|image1|

.. |image1| image:: https://github.com/mansiagr4/gifs/raw/main/new_small_logo.svg

Text Embeddings With Tabular Classification Model
=================================================

This tutorial will guide you through a step-by-step breakdown of using a
Multilayer Perceptron (MLP) with embeddings from a pre-trained
``DistilBERT`` model to classify text sentiment from the IMDB movie
reviews dataset.
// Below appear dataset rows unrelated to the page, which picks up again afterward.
//! Console error types.

use thiserror::Error;

use intersul_client::NETWORK_ERROR_MESSAGE;
use intersul_forms::FieldErrors;
use intersul_query::QueryError;

/// Message shown when the session is no longer valid.
pub const UNAUTHORIZED_MESSAGE: &str = "Your session has expired. Please sign in again.";

/// Message shown when input was rejected.
pub const VALIDATION_MESSAGE: &str = "Please review the highlighted fields.";

/// Message shown for every other failure.
pub const SERVER_MESSAGE: &str = "Something went wrong. Please try again.";

/// How a failure should be presented to the user.
#[derive(Debug, Clone, Copy, PartialEq, Eq)]
pub enum ErrorKind {
    /// No response was received.
    Network,
    /// The credentials were rejected; the session has been cleared.
    Unauthorized,
    /// Input was rejected, locally or by the server (400/422).
    Validation,
    /// Anything else.
    Server,
}

impl ErrorKind {
    /// Fixed user-facing message for this kind.
    pub fn message(&self) -> &'static str {
        match self {
            ErrorKind::Network => NETWORK_ERROR_MESSAGE,
            ErrorKind::Unauthorized => UNAUTHORIZED_MESSAGE,
            ErrorKind::Validation => VALIDATION_MESSAGE,
            ErrorKind::Server => SERVER_MESSAGE,
        }
    }
}

/// Console-level errors.
#[derive(Debug, Error)]
pub enum ConsoleError {
    /// Remote call failed.
    #[error(transparent)]
    Api(#[from] intersul_client::Error),

    /// Form input failed validation.
    #[error("Validation failed: {0}")]
    Validation(#[from] FieldErrors),

    /// Persisting the session or theme failed.
    #[error("Session storage error: {0}")]
    Session(#[from] intersul_session::Error),

    /// A read was cancelled by a mutation on the same resource.
    #[error("Query cancelled")]
    Cancelled,

    /// A cached or speculative value could not be (de)serialized.
    #[error("Cache data error: {0}")]
    Cache(#[from] serde_json::Error),
}

impl From<QueryError<intersul_client::Error>> for ConsoleError {
    fn from(err: QueryError<intersul_client::Error>) -> Self {
        match err {
            QueryError::Cancelled => ConsoleError::Cancelled,
            QueryError::Fetch(e) => ConsoleError::Api(e),
            QueryError::Decode(e) => ConsoleError::Cache(e),
        }
    }
}

impl ConsoleError {
    pub fn kind(&self) -> ErrorKind {
        match self {
            ConsoleError::Api(e) if e.is_network() => ErrorKind::Network,
            ConsoleError::Api(e) if e.is_unauthorized() => ErrorKind::Unauthorized,
            ConsoleError::Api(e) if e.is_validation() => ErrorKind::Validation,
            ConsoleError::Validation(_) => ErrorKind::Validation,
            _ => ErrorKind::Server,
        }
    }

    /// The message to show the user.
    ///
    /// Server-side validation messages are passed through; everything else
    /// uses the fixed message of its [`ErrorKind`].
    pub fn user_message(&self) -> String {
        match self {
            ConsoleError::Api(e) if e.is_validation() => e
                .server_message()
                .unwrap_or_else(|| VALIDATION_MESSAGE.to_string()),
            other => other.kind().message().to_string(),
        }
    }

    /// Field errors from local validation, if that is what failed.
    pub fn field_errors(&self) -> Option<&FieldErrors> {
        match self {
            ConsoleError::Validation(errors) => Some(errors),
            _ => None,
        }
    }

    pub fn is_cancelled(&self) -> bool {
        matches!(self, ConsoleError::Cancelled)
    }
}

/// Result type for console operations.
pub type Result<T> = std::result::Result<T, ConsoleError>;

#[cfg(test)]
mod tests {
    use super::*;
    use intersul_client::ErrorBody;

    fn api(status: u16, body: serde_json::Value) -> ConsoleError {
        ConsoleError::Api(intersul_client::Error::Api {
            status,
            body: ErrorBody::from_value(body),
        })
    }

    #[test]
    fn test_kinds() {
        let network = ConsoleError::Api(intersul_client::Error::Network {
            detail: "connection refused".to_string(),
        });
        assert_eq!(network.kind(), ErrorKind::Network);
        assert_eq!(network.user_message(), NETWORK_ERROR_MESSAGE);

        let unauthorized = ConsoleError::Api(intersul_client::Error::Unauthorized {
            body: ErrorBody::default(),
        });
        assert_eq!(unauthorized.kind(), ErrorKind::Unauthorized);

        assert_eq!(api(500, serde_json::json!({})).kind(), ErrorKind::Server);
        assert_eq!(api(404, serde_json::json!({})).kind(), ErrorKind::Server);
        assert_eq!(ConsoleError::Cancelled.kind(), ErrorKind::Server);
    }

    #[test]
    fn test_validation_passes_server_message_through() {
        let err = api(
            400,
            serde_json::json!({"message": ["email must be an email"], "statusCode": 400}),
        );
        assert_eq!(err.kind(), ErrorKind::Validation);
        assert_eq!(err.user_message(), "email must be an email");

        let local = ConsoleError::from(FieldErrors::single("name", "Required"));
        assert_eq!(local.kind(), ErrorKind::Validation);
        assert_eq!(local.user_message(), VALIDATION_MESSAGE);
        assert_eq!(local.field_errors().and_then(|e| e.get("name")), Some("Required"));
    }

    #[test]
    fn test_query_error_conversion() {
        let cancelled: ConsoleError = QueryError::<intersul_client::Error>::Cancelled.into();
        assert!(cancelled.is_cancelled());
    }
}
We’ll cover everything from dataset preprocessing to
model evaluation, explaining each part in detail.

|Open in Kaggle|

In this section, we import the necessary libraries from ``PyTorch`` and
``Torchvision``.

.. code:: python

   import torch
   import torch.nn as nn
   import torch.optim as optim
   from transformers import DistilBertTokenizer, DistilBertModel
   from torch.utils.data import TensorDataset, DataLoader
   from datasets import load_dataset
   from sklearn.model_selection import train_test_split
   import modlee
   import lightning.pytorch as pl

.. |Open in Kaggle| image:: https://kaggle.com/static/images/open-in-kaggle.svg
   :target: https://www.kaggle.com/code/modlee/modlee-text-embeddings

Now we will set our Modlee API key and initialize the Modlee package.
Make sure that you have a Modlee account and an API key `from the
dashboard <https://www.dashboard.modlee.ai/>`__. Replace
``replace-with-your-api-key`` with your API key.

.. code:: python

   import os

   os.environ['MODLEE_API_KEY'] = "replace-with-your-api-key"
   modlee.init(api_key=os.environ['MODLEE_API_KEY'])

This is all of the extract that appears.